In 1932, Weissmuller arrived in Baltimore for a week of appearances at the Century Theater in conjunction with Dive In, an aquatic stage show.

"He will demonstrate his famous crawl stroke and will also tell of his experiences while being made a motion-picture star overnight," reported The Sun.

His arrival here was rather inauspicious. He was pulled over by a traffic policeman while driving his new 16-cylinder automobile on the wrong side of Philadelphia Road. The friendly policeman, who did not recognize the Hollywood star and Olympian, asked him where he was going, gave him directions and sent him on his way.

A half-hour later, he was resting comfortably in a 12th-floor room in the Emerson Hotel.

"What kind of town is this? Are all the cops like that? I wish I'd asked that fellow his name," Weissmuller told an Evening Sun reporter.
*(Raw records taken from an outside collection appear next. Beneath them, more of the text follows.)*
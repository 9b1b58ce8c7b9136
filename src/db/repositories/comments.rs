use chrono::Utc;
use diesel::prelude::*;
use uuid::Uuid;

use crate::db::models::comment::{Comment, NewComment};

/// Which hidden comments a reader may see.
#[derive(Debug, Clone, Copy, PartialEq)]
pub enum HiddenVisibility {
    All,
    OwnOnly(Uuid),
}

pub struct CommentRepo;

impl CommentRepo {
    pub fn find_by_id(
        conn: &mut PgConnection,
        comment_id: Uuid,
    ) -> Result<Option<Comment>, diesel::result::Error> {
        use crate::schema::comments::dsl as c;
        c::comments
            .filter(c::id.eq(comment_id))
            .select(Comment::as_select())
            .first(conn)
            .optional()
    }

    pub fn list_by_issue(
        conn: &mut PgConnection,
        target_issue_id: Uuid,
        visibility: HiddenVisibility,
    ) -> Result<Vec<Comment>, diesel::result::Error> {
        use crate::schema::comments::dsl as c;
        let mut query = c::comments
            .filter(c::issue_id.eq(target_issue_id))
            .into_boxed();

        if let HiddenVisibility::OwnOnly(viewer) = visibility {
            query = query.filter(c::is_hidden.eq(false).or(c::author_id.eq(viewer)));
        }

        query
            .order((c::created_at.asc(), c::id.asc()))
            .select(Comment::as_select())
            .load(conn)
    }

    pub fn count_visible(
        conn: &mut PgConnection,
        target_issue_id: Uuid,
        visibility: HiddenVisibility,
    ) -> Result<i64, diesel::result::Error> {
        use crate::schema::comments::dsl as c;
        let mut query = c::comments
            .filter(c::issue_id.eq(target_issue_id))
            .into_boxed();

        if let HiddenVisibility::OwnOnly(viewer) = visibility {
            query = query.filter(c::is_hidden.eq(false).or(c::author_id.eq(viewer)));
        }

        query.count().get_result(conn)
    }

    pub fn insert(
        conn: &mut PgConnection,
        new_comment: &NewComment,
    ) -> Result<Comment, diesel::result::Error> {
        diesel::insert_into(crate::schema::comments::table)
            .values(new_comment)
            .returning(Comment::as_returning())
            .get_result(conn)
    }

    pub fn update_body(
        conn: &mut PgConnection,
        comment_id: Uuid,
        new_body: String,
    ) -> Result<Comment, diesel::result::Error> {
        use crate::schema::comments::dsl as c;
        diesel::update(c::comments.filter(c::id.eq(comment_id)))
            .set((c::body.eq(new_body), c::updated_at.eq(Utc::now())))
            .returning(Comment::as_returning())
            .get_result(conn)
    }

    pub fn set_hidden(
        conn: &mut PgConnection,
        comment_id: Uuid,
        hidden: bool,
        moderator: Uuid,
    ) -> Result<Comment, diesel::result::Error> {
        use crate::schema::comments::dsl as c;
        let hidden_by_value = if hidden { Some(moderator) } else { None };
        diesel::update(c::comments.filter(c::id.eq(comment_id)))
            .set((
                c::is_hidden.eq(hidden),
                c::hidden_by.eq(hidden_by_value),
                c::updated_at.eq(Utc::now()),
            ))
            .returning(Comment::as_returning())
            .get_result(conn)
    }

    pub fn delete_by_id(
        conn: &mut PgConnection,
        comment_id: Uuid,
    ) -> Result<usize, diesel::result::Error> {
        use crate::schema::comments::dsl as c;
        diesel::delete(c::comments.filter(c::id.eq(comment_id))).execute(conn)
    }
}
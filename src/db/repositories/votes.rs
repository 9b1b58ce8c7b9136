use diesel::prelude::*;
use uuid::Uuid;

use crate::db::models::vote::NewVote;

pub struct VoteRepo;

impl VoteRepo {
    pub fn exists(
        conn: &mut PgConnection,
        target_issue_id: Uuid,
        target_user_id: Uuid,
    ) -> Result<bool, diesel::result::Error> {
        use crate::schema::votes::dsl as v;
        diesel::select(diesel::dsl::exists(
            v::votes
                .filter(v::issue_id.eq(target_issue_id))
                .filter(v::user_id.eq(target_user_id)),
        ))
        .get_result(conn)
    }

    pub fn insert(conn: &mut PgConnection, new_vote: &NewVote) -> Result<usize, diesel::result::Error> {
        diesel::insert_into(crate::schema::votes::table)
            .values(new_vote)
            .execute(conn)
    }

    pub fn delete(
        conn: &mut PgConnection,
        target_issue_id: Uuid,
        target_user_id: Uuid,
    ) -> Result<usize, diesel::result::Error> {
        use crate::schema::votes::dsl as v;
        diesel::delete(
            v::votes
                .filter(v::issue_id.eq(target_issue_id))
                .filter(v::user_id.eq(target_user_id)),
        )
        .execute(conn)
    }
}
Weissmuller broke into his famous Tarzan yell "pianissimo," reported The Evening Sun, when room service failed to deliver sausage with the buckwheat cakes he had ordered.

He was 79 when he died at his Acapulco, Mexico, home, not far from the location of his last Tarzan film, of pulmonary edema in 1984. He had been married six times.

He was buried in the Valley of Light Cemetery in Acapulco, and at his request, a recording of his Tarzan yell was played three times as his coffin was lowered into the ground.